***** Material for this exercise
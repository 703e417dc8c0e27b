//! CLI integration tests using assert_cmd.

use assert_cmd::Command;
use predicates::prelude::*;
use tempfile::TempDir;

fn essaylens() -> Command {
    #[allow(deprecated)]
    Command::cargo_bin("essaylens").unwrap()
}

const MANIFEST: &str = r#"[batch]
id = "drafts"
name = "Draft Batch"
default_goal = "leadership"

[[essays]]
id = "draft-1"
title = "First Draft"
content = "I went to the store."

[[essays]]
id = "draft-2"
goal = "resilience"
content = "The challenge seemed impossible until I overcame it and realized the moment had changed me."
"#;

#[test]
fn help_output() {
    essaylens()
        .arg("--help")
        .assert()
        .success()
        .stdout(predicate::str::contains("Essay scoring and feedback tool"));
}

#[test]
fn version_output() {
    essaylens()
        .arg("--version")
        .assert()
        .success()
        .stdout(predicate::str::contains("essaylens"));
}

#[test]
fn init_creates_files() {
    let dir = TempDir::new().unwrap();

    essaylens()
        .current_dir(dir.path())
        .arg("init")
        .assert()
        .success()
        .stdout(predicate::str::contains("Created essaylens.toml"))
        .stdout(predicate::str::contains("Created essays/batch.toml"));

    assert!(dir.path().join("essaylens.toml").exists());
    assert!(dir.path().join("essays/example.txt").exists());
    assert!(dir.path().join("essays/batch.toml").exists());
}

#[test]
fn init_skips_existing() {
    let dir = TempDir::new().unwrap();

    essaylens().current_dir(dir.path()).arg("init").assert().success();

    essaylens()
        .current_dir(dir.path())
        .arg("init")
        .assert()
        .success()
        .stdout(predicate::str::contains("already exists"));
}

#[test]
fn validate_valid_manifest() {
    let dir = TempDir::new().unwrap();
    let manifest = dir.path().join("batch.toml");
    std::fs::write(&manifest, MANIFEST).unwrap();

    essaylens()
        .arg("validate")
        .arg("--manifest")
        .arg(&manifest)
        .assert()
        .success()
        .stdout(predicate::str::contains("2 essays"))
        .stdout(predicate::str::contains("All manifests valid"));
}

#[test]
fn validate_reports_warnings() {
    let dir = TempDir::new().unwrap();
    let manifest = dir.path().join("batch.toml");
    std::fs::write(
        &manifest,
        "[batch]\nid = \"empty\"\nname = \"Empty\"\n\n[[essays]]\nid = \"blank\"\n",
    )
    .unwrap();

    essaylens()
        .arg("validate")
        .arg("--manifest")
        .arg(&manifest)
        .assert()
        .success()
        .stdout(predicate::str::contains("WARNING"))
        .stdout(predicate::str::contains("no content"));
}

#[test]
fn validate_nonexistent_file() {
    essaylens()
        .arg("validate")
        .arg("--manifest")
        .arg("nonexistent.toml")
        .assert()
        .failure()
        .stderr(predicate::str::contains("Error"));
}

#[test]
fn analyze_essay_file() {
    let dir = TempDir::new().unwrap();
    let essay = dir.path().join("essay.txt");
    std::fs::write(&essay, "I went to the store.").unwrap();

    essaylens()
        .current_dir(dir.path())
        .env("ESSAYLENS_DATA_DIR", dir.path().join("data"))
        .arg("analyze")
        .arg(&essay)
        .arg("--goal")
        .arg("leadership")
        .assert()
        .success()
        .stdout(predicate::str::contains("Suggestions:"))
        .stdout(predicate::str::contains("leadership essays"));

    // The analysis was persisted
    assert!(dir.path().join("data/essays.jsonl").exists());
    assert!(dir.path().join("data/analytics.json").exists());
}

#[test]
fn analyze_from_stdin() {
    let dir = TempDir::new().unwrap();

    essaylens()
        .current_dir(dir.path())
        .env("ESSAYLENS_DATA_DIR", dir.path().join("data"))
        .arg("analyze")
        .arg("-")
        .arg("--goal")
        .arg("curiosity")
        .write_stdin("I wondered why the question mattered.")
        .assert()
        .success()
        .stdout(predicate::str::contains("curiosity"));
}

#[test]
fn analyze_nonexistent_essay_fails() {
    let dir = TempDir::new().unwrap();

    essaylens()
        .current_dir(dir.path())
        .env("ESSAYLENS_DATA_DIR", dir.path().join("data"))
        .arg("analyze")
        .arg("no-such-essay.txt")
        .assert()
        .failure()
        .stderr(predicate::str::contains("failed to read essay"));
}

#[test]
fn analyze_writes_markdown_feedback() {
    let dir = TempDir::new().unwrap();
    let essay = dir.path().join("essay.txt");
    std::fs::write(&essay, "Plain text.").unwrap();

    essaylens()
        .current_dir(dir.path())
        .env("ESSAYLENS_DATA_DIR", dir.path().join("data"))
        .arg("analyze")
        .arg(&essay)
        .arg("--format")
        .arg("markdown")
        .arg("--output")
        .arg(dir.path().join("reports"))
        .assert()
        .success()
        .stderr(predicate::str::contains("Feedback sheet"));

    let reports: Vec<_> = std::fs::read_dir(dir.path().join("reports"))
        .unwrap()
        .collect();
    assert_eq!(reports.len(), 1);
}

#[test]
fn stats_empty_store_shows_sample_figures() {
    let dir = TempDir::new().unwrap();

    essaylens()
        .current_dir(dir.path())
        .env("ESSAYLENS_DATA_DIR", dir.path().join("data"))
        .arg("stats")
        .assert()
        .success()
        .stdout(predicate::str::contains("sample figures"))
        .stdout(predicate::str::contains("1247"))
        .stdout(predicate::str::contains("892"));
}

#[test]
fn history_empty_store() {
    let dir = TempDir::new().unwrap();

    essaylens()
        .current_dir(dir.path())
        .env("ESSAYLENS_DATA_DIR", dir.path().join("data"))
        .arg("history")
        .assert()
        .success()
        .stdout(predicate::str::contains("No essays stored yet"));
}

#[test]
fn compare_nonexistent_report() {
    essaylens()
        .arg("compare")
        .arg("--baseline")
        .arg("no_such_file.json")
        .arg("--current")
        .arg("also_no_file.json")
        .assert()
        .failure();
}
**********
To do: All of the records above should be copied exactly.

Output for this exercise:
repository 703e417dc8c0e27b
//! CLI integration tests using assert_cmd.

use assert_cmd::Command;
use predicates::prelude::*;
use tempfile::TempDir;

fn essaylens() -> Command {
    #[allow(deprecated)]
    Command::cargo_bin("essaylens").unwrap()
}

const MANIFEST: &str = r#"[batch]
id = "drafts"
name = "Draft Batch"
default_goal = "leadership"

[[essays]]
id = "draft-1"
title = "First Draft"
content = "I went to the store."

[[essays]]
id = "draft-2"
goal = "resilience"
content = "The challenge seemed impossible until I overcame it and realized the moment had changed me."
"#;

#[test]
fn help_output() {
    essaylens()
        .arg("--help")
        .assert()
        .success()
        .stdout(predicate::str::contains("Essay scoring and feedback tool"));
}

#[test]
fn version_output() {
    essaylens()
        .arg("--version")
        .assert()
        .success()
        .stdout(predicate::str::contains("essaylens"));
}

#[test]
fn init_creates_files() {
    let dir = TempDir::new().unwrap();

    essaylens()
        .current_dir(dir.path())
        .arg("init")
        .assert()
        .success()
        .stdout(predicate::str::contains("Created essaylens.toml"))
        .stdout(predicate::str::contains("Created essays/batch.toml"));

    assert!(dir.path().join("essaylens.toml").exists());
    assert!(dir.path().join("essays/example.txt").exists());
    assert!(dir.path().join("essays/batch.toml").exists());
}

#[test]
fn init_skips_existing() {
    let dir = TempDir::new().unwrap();

    essaylens().current_dir(dir.path()).arg("init").assert().success();

    essaylens()
        .current_dir(dir.path())
        .arg("init")
        .assert()
        .success()
        .stdout(predicate::str::contains("already exists"));
}

#[test]
fn validate_valid_manifest() {
    let dir = TempDir::new().unwrap();
    let manifest = dir.path().join("batch.toml");
    std::fs::write(&manifest, MANIFEST).unwrap();

    essaylens()
        .arg("validate")
        .arg("--manifest")
        .arg(&manifest)
        .assert()
        .success()
        .stdout(predicate::str::contains("2 essays"))
        .stdout(predicate::str::contains("All manifests valid"));
}

#[test]
fn validate_reports_warnings() {
    let dir = TempDir::new().unwrap();
    let manifest = dir.path().join("batch.toml");
    std::fs::write(
        &manifest,
        "[batch]\nid = \"empty\"\nname = \"Empty\"\n\n[[essays]]\nid = \"blank\"\n",
    )
    .unwrap();

    essaylens()
        .arg("validate")
        .arg("--manifest")
        .arg(&manifest)
        .assert()
        .success()
        .stdout(predicate::str::contains("WARNING"))
        .stdout(predicate::str::contains("no content"));
}

#[test]
fn validate_nonexistent_file() {
    essaylens()
        .arg("validate")
        .arg("--manifest")
        .arg("nonexistent.toml")
        .assert()
        .failure()
        .stderr(predicate::str::contains("Error"));
}

#[test]
fn analyze_essay_file() {
    let dir = TempDir::new().unwrap();
    let essay = dir.path().join("essay.txt");
    std::fs::write(&essay, "I went to the store.").unwrap();

    essaylens()
        .current_dir(dir.path())
        .env("ESSAYLENS_DATA_DIR", dir.path().join("data"))
        .arg("analyze")
        .arg(&essay)
        .arg("--goal")
        .arg("leadership")
        .assert()
        .success()
        .stdout(predicate::str::contains("Suggestions:"))
        .stdout(predicate::str::contains("leadership essays"));

    // The analysis was persisted
    assert!(dir.path().join("data/essays.jsonl").exists());
    assert!(dir.path().join("data/analytics.json").exists());
}

#[test]
fn analyze_from_stdin() {
    let dir = TempDir::new().unwrap();

    essaylens()
        .current_dir(dir.path())
        .env("ESSAYLENS_DATA_DIR", dir.path().join("data"))
        .arg("analyze")
        .arg("-")
        .arg("--goal")
        .arg("curiosity")
        .write_stdin("I wondered why the question mattered.")
        .assert()
        .success()
        .stdout(predicate::str::contains("curiosity"));
}

#[test]
fn analyze_nonexistent_essay_fails() {
    let dir = TempDir::new().unwrap();

    essaylens()
        .current_dir(dir.path())
        .env("ESSAYLENS_DATA_DIR", dir.path().join("data"))
        .arg("analyze")
        .arg("no-such-essay.txt")
        .assert()
        .failure()
        .stderr(predicate::str::contains("failed to read essay"));
}

#[test]
fn analyze_writes_markdown_feedback() {
    let dir = TempDir::new().unwrap();
    let essay = dir.path().join("essay.txt");
    std::fs::write(&essay, "Plain text.").unwrap();

    essaylens()
        .current_dir(dir.path())
        .env("ESSAYLENS_DATA_DIR", dir.path().join("data"))
        .arg("analyze")
        .arg(&essay)
        .arg("--format")
        .arg("markdown")
        .arg("--output")
        .arg(dir.path().join("reports"))
        .assert()
        .success()
        .stderr(predicate::str::contains("Feedback sheet"));

    let reports: Vec<_> = std::fs::read_dir(dir.path().join("reports"))
        .unwrap()
        .collect();
    assert_eq!(reports.len(), 1);
}

#[test]
fn stats_empty_store_shows_sample_figures() {
    let dir = TempDir::new().unwrap();

    essaylens()
        .current_dir(dir.path())
        .env("ESSAYLENS_DATA_DIR", dir.path().join("data"))
        .arg("stats")
        .assert()
        .success()
        .stdout(predicate::str::contains("sample figures"))
        .stdout(predicate::str::contains("1247"))
        .stdout(predicate::str::contains("892"));
}

#[test]
fn history_empty_store() {
    let dir = TempDir::new().unwrap();

    essaylens()
        .current_dir(dir.path())
        .env("ESSAYLENS_DATA_DIR", dir.path().join("data"))
        .arg("history")
        .assert()
        .success()
        .stdout(predicate::str::contains("No essays stored yet"));
}

#[test]
fn compare_nonexistent_report() {
    essaylens()
        .arg("compare")
        .arg("--baseline")
        .arg("no_such_file.json")
        .arg("--current")
        .arg("also_no_file.json")
        .assert()
        .failure();
}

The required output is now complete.